What is “ the body of the flesh ? Elsewhere in St Paul the word “ body ” appears never to mean anything but the physical frame, save in passages referring to the Church; but (in passages at all akin to this) it is that frame viewed as in some sense the vehicle of sin, or rather of temptation. Cp. Romans 6:6 , Romans 6:7 :24, Romans 6:8 :10, Romans 6:11 , Romans 6:13 . As God’s handiwork, the body is good, and on its way, in Christ, to glorification. As the body of man in the Fall, and as man’s means of contact with a sinful external world, if in no other way, it is so conversant with and affected by evil as to be ( in that respect ) an evil. As such it is “the body of the flesh,” that is, the body conditioned by, and reacting upon, our nature fallen and unregenerate. See our notes on Romans 8:4 and Ephesians 2:3 , on the word “ flesh .”

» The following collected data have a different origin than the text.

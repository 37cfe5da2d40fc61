//! Single-creature verdict resolution
//!
//! Precedence is Null, then Half, then Weak, then Normal. Each half/null
//! entry only counts when its tier gate passes:
//!
//! | tier      | null gate                     | half gate                   |
//! |-----------|-------------------------------|-----------------------------|
//! | Normal    | always                        | always                      |
//! | Strong    | any marker                    | `RequiresStrong` only       |
//! | Strongest | `RequiresStrongest` only      | always                      |

use crate::parser::ParsedResistance;
use crate::types::{ResistanceTier, TierMarker, Verdict};

/// Whether a null entry with this marker applies at the tier
pub fn null_gate_passes(tier: ResistanceTier, marker: TierMarker) -> bool {
    match tier {
        ResistanceTier::Normal => true,
        ResistanceTier::Strong => marker.is_tagged(),
        ResistanceTier::Strongest => marker == TierMarker::RequiresStrongest,
    }
}

/// Whether a half entry with this marker applies at the tier
pub fn half_gate_passes(tier: ResistanceTier, marker: TierMarker) -> bool {
    match tier {
        ResistanceTier::Normal => true,
        ResistanceTier::Strong => marker == TierMarker::RequiresStrong,
        ResistanceTier::Strongest => true,
    }
}

/// Resolve one attack attribute against a parsed description
pub fn resolve_verdict(
    parsed: &ParsedResistance,
    attribute: &str,
    tier: ResistanceTier,
) -> Verdict {
    if parsed
        .null_entries(attribute)
        .any(|e| null_gate_passes(tier, e.marker))
    {
        return Verdict::Null;
    }

    if parsed
        .half_entries(attribute)
        .any(|e| half_gate_passes(tier, e.marker))
    {
        return Verdict::Half;
    }

    if parsed.is_weak_to(attribute) {
        return Verdict::Weak;
    }

    Verdict::Normal
}

/// Resolve against a creature that may have no description at all
pub fn resolve_creature_verdict(
    parsed: Option<&ParsedResistance>,
    attribute: &str,
    tier: ResistanceTier,
) -> Verdict {
    match parsed {
        Some(parsed) => resolve_verdict(parsed, attribute, tier),
        None => Verdict::Unknown,
    }
}

#[cfg(test)]
mod tests {
    use super::*;
    use crate::parser::parse;
    use crate::types::TaggedAttribute;

    const TIERS: [ResistanceTier; 3] = [
        ResistanceTier::Normal,
        ResistanceTier::Strong,
        ResistanceTier::Strongest,
    ];

    fn half_only(marker: TierMarker) -> ParsedResistance {
        ParsedResistance {
            half: vec![TaggedAttribute::new("ヒャド", marker)],
            ..ParsedResistance::default()
        }
    }

    fn null_only(marker: TierMarker) -> ParsedResistance {
        ParsedResistance {
            null: vec![TaggedAttribute::new("ヒャド", marker)],
            ..ParsedResistance::default()
        }
    }

    fn verdicts(parsed: &ParsedResistance) -> Vec<Verdict> {
        TIERS
            .iter()
            .map(|tier| resolve_verdict(parsed, "ヒャド", *tier))
            .collect()
    }

    #[test]
    fn test_untagged_half_skips_strong_tier() {
        // Untagged half applies at Normal and Strongest but not Strong
        let parsed = half_only(TierMarker::Untagged);
        assert_eq!(
            verdicts(&parsed),
            vec![Verdict::Half, Verdict::Normal, Verdict::Half]
        );
    }

    #[test]
    fn test_strong_tagged_half() {
        let parsed = half_only(TierMarker::RequiresStrong);
        assert_eq!(
            verdicts(&parsed),
            vec![Verdict::Half, Verdict::Half, Verdict::Half]
        );
    }

    #[test]
    fn test_strongest_tagged_half() {
        let parsed = half_only(TierMarker::RequiresStrongest);
        assert_eq!(
            verdicts(&parsed),
            vec![Verdict::Half, Verdict::Normal, Verdict::Half]
        );
    }

    #[test]
    fn test_untagged_null_only_at_normal() {
        let parsed = null_only(TierMarker::Untagged);
        assert_eq!(
            verdicts(&parsed),
            vec![Verdict::Null, Verdict::Normal, Verdict::Normal]
        );
    }

    #[test]
    fn test_strong_tagged_null() {
        let parsed = null_only(TierMarker::RequiresStrong);
        assert_eq!(
            verdicts(&parsed),
            vec![Verdict::Null, Verdict::Null, Verdict::Normal]
        );
    }

    #[test]
    fn test_strongest_tagged_null() {
        let parsed = null_only(TierMarker::RequiresStrongest);
        assert_eq!(
            verdicts(&parsed),
            vec![Verdict::Null, Verdict::Null, Verdict::Null]
        );
    }

    #[test]
    fn test_null_takes_precedence_over_weak() {
        let parsed = parse("ギラに弱い\nギラを無効");
        assert_eq!(
            resolve_verdict(&parsed, "ギラ", ResistanceTier::Normal),
            Verdict::Null
        );
    }

    #[test]
    fn test_gated_out_null_falls_through_to_weak() {
        let parsed = parse("ギラに弱い\nギラを無効");
        assert_eq!(
            resolve_verdict(&parsed, "ギラ", ResistanceTier::Strong),
            Verdict::Weak
        );
    }

    #[test]
    fn test_half_takes_precedence_over_weak() {
        let parsed = parse("バギに弱い\nバギを半減");
        assert_eq!(
            resolve_verdict(&parsed, "バギ", ResistanceTier::Normal),
            Verdict::Half
        );
    }

    #[test]
    fn test_any_passing_entry_is_enough() {
        // The untagged null fails at Strongest but the tagged one passes
        let parsed = parse("イオを無効\nイオを無効（最強の場合）");
        assert_eq!(
            resolve_verdict(&parsed, "イオ", ResistanceTier::Strongest),
            Verdict::Null
        );
    }

    #[test]
    fn test_unmentioned_is_normal() {
        let parsed = parse("メラに弱い");
        for tier in TIERS {
            assert_eq!(resolve_verdict(&parsed, "デイン", tier), Verdict::Normal);
        }
    }

    #[test]
    fn test_missing_description_is_unknown() {
        for tier in TIERS {
            assert_eq!(resolve_creature_verdict(None, "メラ", tier), Verdict::Unknown);
        }
    }
}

In Christ, “by the Spirit,” the Christian is empowered to “mortify the practices of the body” (Romans 8:13 ). In Christ, “the body is for the Lord, and the Lord for the body ” (1 Corinthians 6:13 ). In this respect the man, while still liable to physical weakness and weariness, and truly capable of temptation, and as a fact never so using his “fulness” in Christ as to be wholly free (whatever his consciousness) from the burthen of evil in and through “the body of the flesh,” yet stands on such a ground of vantage over the power of that body as to find by faith a noble practical reality in the strong words of this verse. See further, on the other hand, notes on 3:5.

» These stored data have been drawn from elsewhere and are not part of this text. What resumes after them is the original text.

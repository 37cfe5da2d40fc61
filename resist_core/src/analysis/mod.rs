//! Tier-conditional attack effectiveness analysis
//!
//! - `resolve_verdict`: one attribute against one parsed description
//! - `analyze`: joint report for two or more creatures
//! - `analyze_single`: weak / normal / ineffective partition for one creature

mod report;
mod verdict;

pub use report::{
    AttributeRow, EffectiveAttack, EffectivenessReport, IneffectiveAttack, IneffectiveClass,
    ResistedAttack, SingleAnalysis, VerdictCounts,
};
pub use verdict::{half_gate_passes, null_gate_passes, resolve_creature_verdict, resolve_verdict};

use crate::catalog::CreatureCatalog;
use crate::config::{AnalyzerConfig, AttributeCatalog};
use crate::parser::{ParsedResistance, ResistanceTextParser};
use crate::types::{AnalysisEntry, ResistanceTier, Verdict};
use serde::{Deserialize, Serialize};
use tracing::debug;

/// Minimum number of valid selections for a joint report
pub const MIN_JOINT_SELECTIONS: usize = 2;

/// Result shape chosen by the number of valid selections
#[derive(Debug, Clone, PartialEq, Eq, Serialize, Deserialize)]
#[serde(tag = "mode", rename_all = "snake_case")]
pub enum Analysis {
    /// No valid selection
    Empty,
    Single(SingleAnalysis),
    Joint(EffectivenessReport),
}

/// Parser plus attribute catalog
#[derive(Debug, Clone, Default)]
pub struct TierEffectivenessAnalyzer {
    parser: ResistanceTextParser,
    attributes: AttributeCatalog,
}

impl TierEffectivenessAnalyzer {
    pub fn new(parser: ResistanceTextParser, attributes: AttributeCatalog) -> Self {
        TierEffectivenessAnalyzer { parser, attributes }
    }

    pub fn from_config(config: AnalyzerConfig) -> Self {
        Self::new(ResistanceTextParser::new(config.vocabulary), config.attributes)
    }

    pub fn parser(&self) -> &ResistanceTextParser {
        &self.parser
    }

    pub fn attributes(&self) -> &AttributeCatalog {
        &self.attributes
    }

    /// Verdict for every catalog attribute, in catalog order
    pub fn verdicts(
        &self,
        parsed: Option<&ParsedResistance>,
        tier: ResistanceTier,
    ) -> Vec<Verdict> {
        self.attributes
            .names()
            .map(|attr| resolve_creature_verdict(parsed, attr, tier))
            .collect()
    }

    /// Selections whose creature exists in the catalog
    fn valid_selections<'a>(
        &self,
        entries: &'a [AnalysisEntry],
        catalog: &CreatureCatalog,
    ) -> Vec<&'a AnalysisEntry> {
        entries
            .iter()
            .filter(|entry| {
                let known = catalog.contains(&entry.creature);
                if !known {
                    debug!(creature = %entry.creature, "excluding unknown creature from analysis");
                }
                known
            })
            .collect()
    }

    /// Joint report for two or more creatures
    ///
    /// Unknown creatures are excluded. Fewer than two remaining selections
    /// give the empty report.
    pub fn analyze(
        &self,
        entries: &[AnalysisEntry],
        catalog: &CreatureCatalog,
    ) -> EffectivenessReport {
        let valid = self.valid_selections(entries, catalog);
        self.joint_report(&valid, catalog)
    }

    /// Joint report over selections already known to be in the catalog
    fn joint_report(
        &self,
        valid: &[&AnalysisEntry],
        catalog: &CreatureCatalog,
    ) -> EffectivenessReport {
        if valid.len() < MIN_JOINT_SELECTIONS {
            debug!(valid = valid.len(), "not enough creatures for a joint report");
            return EffectivenessReport::empty();
        }

        // Parse each description once per request
        let parsed: Vec<Option<ParsedResistance>> = valid
            .iter()
            .map(|entry| {
                catalog
                    .get(&entry.creature)
                    .and_then(|c| c.parse_resistance(&self.parser))
            })
            .collect();

        let rows = self
            .attributes
            .names()
            .map(|attr| {
                let verdicts = valid
                    .iter()
                    .zip(&parsed)
                    .map(|(entry, parsed)| {
                        resolve_creature_verdict(parsed.as_ref(), attr, entry.tier)
                    })
                    .collect();
                AttributeRow::new(attr, verdicts)
            })
            .collect();

        let selections = valid.iter().map(|entry| (*entry).clone()).collect();
        EffectivenessReport::from_rows(selections, rows)
    }

    /// Partition every catalog attribute for one creature
    ///
    /// Returns None when the creature is not in the catalog.
    pub fn analyze_single(
        &self,
        entry: &AnalysisEntry,
        catalog: &CreatureCatalog,
    ) -> Option<SingleAnalysis> {
        let creature = catalog.get(&entry.creature)?;
        let parsed = creature.parse_resistance(&self.parser);

        let mut analysis = SingleAnalysis::new(entry.clone());
        for (attr, verdict) in self
            .attributes
            .names()
            .zip(self.verdicts(parsed.as_ref(), entry.tier))
        {
            analysis.push(attr, verdict);
        }
        Some(analysis)
    }

    /// Single or joint analysis depending on how many selections are valid
    pub fn analyze_selection(
        &self,
        entries: &[AnalysisEntry],
        catalog: &CreatureCatalog,
    ) -> Analysis {
        let valid = self.valid_selections(entries, catalog);
        match valid.as_slice() {
            [] => Analysis::Empty,
            [only] => self
                .analyze_single(only, catalog)
                .map_or(Analysis::Empty, Analysis::Single),
            _ => Analysis::Joint(self.joint_report(&valid, catalog)),
        }
    }
}

/// Joint report with the built-in vocabulary and attribute catalog
pub fn analyze(entries: &[AnalysisEntry], catalog: &CreatureCatalog) -> EffectivenessReport {
    TierEffectivenessAnalyzer::default().analyze(entries, catalog)
}

/// Single-creature partition with the built-in vocabulary and attribute catalog
pub fn analyze_single(entry: &AnalysisEntry, catalog: &CreatureCatalog) -> Option<SingleAnalysis> {
    TierEffectivenessAnalyzer::default().analyze_single(entry, catalog)
}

by the circumcision of Christ ] Lit., in &c.; “ as united to, interested in .” What is this circumcision? that given by Christ, or that undergone by Christ? Much may be said for the latter. Our Lord was “circumcised for man,” as the sacramental Seal of His “subjection to the law for man”; and so His historical Circumcision has a deep connexion with our possession, through Him, of acceptance and sanctification, the fruit of His Righteousness and Merits. But in this context the other reference is preferable. We have but just read of a “ circumcision not made with hands ; surely the same is in view here. Christ, Messiah (the word here is not Jesus, which might have better suggested the historical reference), gives us spiritual circumcision when He joins us to Himself (see notes above), and so the circumcision is “His.”

12. buried with him ] Cp. Romans 6:4 ; the only parallel. Union with Christ is primarily union with Him as the Dead and Buried, because His Death (consummated as it were and sealed in His Burial) is the procuring cause of all our blessings in Him, as it is our Propitiation and Peace. The Christian, joined to Him, shares as it were the atoning Death and the covering, swallowing, Grave of his blessed Representative; he goes to the depths of that awful process with and in his Lord.

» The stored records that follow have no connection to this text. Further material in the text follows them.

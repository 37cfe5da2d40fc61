//! Attack attribute catalog

use super::ConfigError;
use serde::{Deserialize, Serialize};
use std::collections::HashSet;

/// Broad grouping of an attack attribute
#[derive(Debug, Clone, Copy, Default, PartialEq, Eq, Hash, Serialize, Deserialize)]
#[serde(rename_all = "snake_case")]
pub enum AttributeCategory {
    #[default]
    Spell,
    InstantDeath,
    Ailment,
    Seal,
}

impl AttributeCategory {
    pub fn all() -> &'static [AttributeCategory] {
        &[
            AttributeCategory::Spell,
            AttributeCategory::InstantDeath,
            AttributeCategory::Ailment,
            AttributeCategory::Seal,
        ]
    }

    pub fn label(&self) -> &'static str {
        match self {
            AttributeCategory::Spell => "呪文",
            AttributeCategory::InstantDeath => "即死",
            AttributeCategory::Ailment => "状態異常",
            AttributeCategory::Seal => "封印",
        }
    }
}

/// One known attack attribute
#[derive(Debug, Clone, PartialEq, Eq, Hash, Serialize, Deserialize)]
pub struct AttackAttribute {
    pub name: String,
    #[serde(default)]
    pub category: AttributeCategory,
}

impl AttackAttribute {
    pub fn new(name: impl Into<String>, category: AttributeCategory) -> Self {
        AttackAttribute {
            name: name.into(),
            category,
        }
    }
}

/// Ordered attack attributes; order drives report order
#[derive(Debug, Clone, PartialEq, Eq, Serialize, Deserialize)]
#[serde(transparent)]
pub struct AttributeCatalog {
    attributes: Vec<AttackAttribute>,
}

const DEFAULT_ATTRIBUTES: [(&str, AttributeCategory); 13] = [
    ("メラ", AttributeCategory::Spell),
    ("ギラ", AttributeCategory::Spell),
    ("ヒャド", AttributeCategory::Spell),
    ("バギ", AttributeCategory::Spell),
    ("イオ", AttributeCategory::Spell),
    ("デイン", AttributeCategory::Spell),
    ("ドルマ", AttributeCategory::Spell),
    ("ザキ", AttributeCategory::InstantDeath),
    ("マヒ", AttributeCategory::Ailment),
    ("眠り", AttributeCategory::Ailment),
    ("混乱", AttributeCategory::Ailment),
    ("毒", AttributeCategory::Ailment),
    ("マホトーン", AttributeCategory::Seal),
];

impl Default for AttributeCatalog {
    fn default() -> Self {
        AttributeCatalog {
            attributes: DEFAULT_ATTRIBUTES
                .iter()
                .map(|(name, category)| AttackAttribute::new(*name, *category))
                .collect(),
        }
    }
}

impl AttributeCatalog {
    pub fn new(attributes: Vec<AttackAttribute>) -> Self {
        AttributeCatalog { attributes }
    }

    /// Catalog with no attributes
    pub fn empty() -> Self {
        Self::new(Vec::new())
    }

    pub fn iter(&self) -> impl Iterator<Item = &AttackAttribute> {
        self.attributes.iter()
    }

    pub fn names(&self) -> impl Iterator<Item = &str> {
        self.attributes.iter().map(|a| a.name.as_str())
    }

    pub fn len(&self) -> usize {
        self.attributes.len()
    }

    pub fn is_empty(&self) -> bool {
        self.attributes.is_empty()
    }

    pub fn get(&self, name: &str) -> Option<&AttackAttribute> {
        self.attributes.iter().find(|a| a.name == name)
    }

    /// Attributes belonging to one category, in catalog order
    pub fn by_category(&self, category: AttributeCategory) -> Vec<&AttackAttribute> {
        self.attributes
            .iter()
            .filter(|a| a.category == category)
            .collect()
    }

    pub fn validate(&self) -> Result<(), ConfigError> {
        let mut seen = HashSet::new();
        for attribute in &self.attributes {
            if attribute.name.trim().is_empty() {
                return Err(ConfigError::ValidationError(
                    "attack attribute names must not be blank".to_string(),
                ));
            }
            if !seen.insert(attribute.name.as_str()) {
                return Err(ConfigError::ValidationError(format!(
                    "duplicate attack attribute: {}",
                    attribute.name
                )));
            }
        }
        Ok(())
    }
}

impl<'a> IntoIterator for &'a AttributeCatalog {
    type Item = &'a AttackAttribute;
    type IntoIter = std::slice::Iter<'a, AttackAttribute>;

    fn into_iter(self) -> Self::IntoIter {
        self.attributes.iter()
    }
}

#[cfg(test)]
mod tests {
    use super::*;
    use crate::config::AnalyzerConfig;

    #[test]
    fn test_default_catalog_order() {
        let catalog = AttributeCatalog::default();
        assert_eq!(catalog.len(), 13);
        let names: Vec<&str> = catalog.names().collect();
        assert_eq!(names.first(), Some(&"メラ"));
        assert_eq!(names.last(), Some(&"マホトーン"));
        assert!(catalog.validate().is_ok());
    }

    #[test]
    fn test_by_category() {
        let catalog = AttributeCatalog::default();
        assert_eq!(catalog.by_category(AttributeCategory::Spell).len(), 7);
        assert_eq!(catalog.by_category(AttributeCategory::Ailment).len(), 4);
        assert_eq!(catalog.get("ザキ").map(|a| a.category), Some(AttributeCategory::InstantDeath));
    }

    #[test]
    fn test_every_default_attribute_has_a_listed_category() {
        let catalog = AttributeCatalog::default();
        let grouped: usize = AttributeCategory::all()
            .iter()
            .map(|category| catalog.by_category(*category).len())
            .sum();
        assert_eq!(grouped, catalog.len());
        assert_eq!(AttributeCategory::Seal.label(), "封印");
    }

    #[test]
    fn test_parse_custom_catalog() {
        let toml = r#"
[[attributes]]
name = "炎ブレス"

[[attributes]]
name = "吹雪"
category = "spell"

[[attributes]]
name = "休み"
category = "ailment"
"#;
        let config = AnalyzerConfig::parse(toml).unwrap();
        let names: Vec<&str> = config.attributes.names().collect();
        assert_eq!(names, vec!["炎ブレス", "吹雪", "休み"]);
    }

    #[test]
    fn test_duplicate_attribute_rejected() {
        let toml = r#"
[[attributes]]
name = "メラ"

[[attributes]]
name = "メラ"
"#;
        let err = AnalyzerConfig::parse(toml).unwrap_err();
        assert!(matches!(err, ConfigError::ValidationError(_)));
    }

    #[test]
    fn test_empty_catalog_is_valid() {
        assert!(AttributeCatalog::empty().validate().is_ok());
    }
}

in baptism ] The form of the Greek word ( baptismos not baptisma in the best reading) perhaps emphasizes the action rather than the abstract institution; it recalls the decisive “Rubicon” which his sacramental Washing was to the convert. See Lightfoot here.

The immersion of the baptized (the primeval and ideal form of rite, but not invariable as a literal action; see Teaching of the Apostles (cent. 1), ch. 7) is undoubtedly here in view. The plunge beneath the water signified identification with the buried Lord, and sealed it to faith. Lightfoot quotes from the Apostolic Constitutions (a book heretical in doctrine but valuable as a witness to usages; cent. 3) the words (3:17), “the plunge is our dying with Him, the coming up, our rising with Him.”

It must be said again (see above on ver. 11) that, in the ultimate reality, not the Sacrament but faith in God’s promises joins us to the Lord in His death. But the Sacrament so seals the faith that the terms appropriate to faith attach to the Sacrament, naturally though secondarily. Cp. Galatians 3:26 , Galatians 3:27 , in the significant connexion of the verses. And see Beveridge on Artt. xxv., xxvii.; and Lombard, quoted in Appendix K.

ye are risen with him] Better, ye rose with Him. The state to which baptism was your sacramental admittance is a state of union with Christ as the Risen One; fellowship in His supreme Acceptance and in His possession of the full wealth of the Spirit as our Mediator and Surety. Baptism seals to faith all our possessions in the now glorified Redeemer.

through the faith of &c.] Better, through your faith in the working ( energeia ) of God . Observe the reference to faith in connexion with the Sacrament; and see next note.

who hath raised him ] Better, who raised Him . Cp. 1 Peter 1:18-21 (especially 21) for a close and instructive parallel. Faith rests upon God as He is viewed specially as the Raiser of the Lord from the dead, because in that character we see Him as reconciled and as actively gracious to us. See further Hebrews 13:20 , Hebrews 13:21 .

13. And you ] It is as if the Apostle would have written, “ and you with Him ” carrying on the last sentence. But he pauses on the word “ you ,” and makes a new statement.

dead in your sins ] See Ephesians 2:1 , and 5, for a close parallel written about the same time.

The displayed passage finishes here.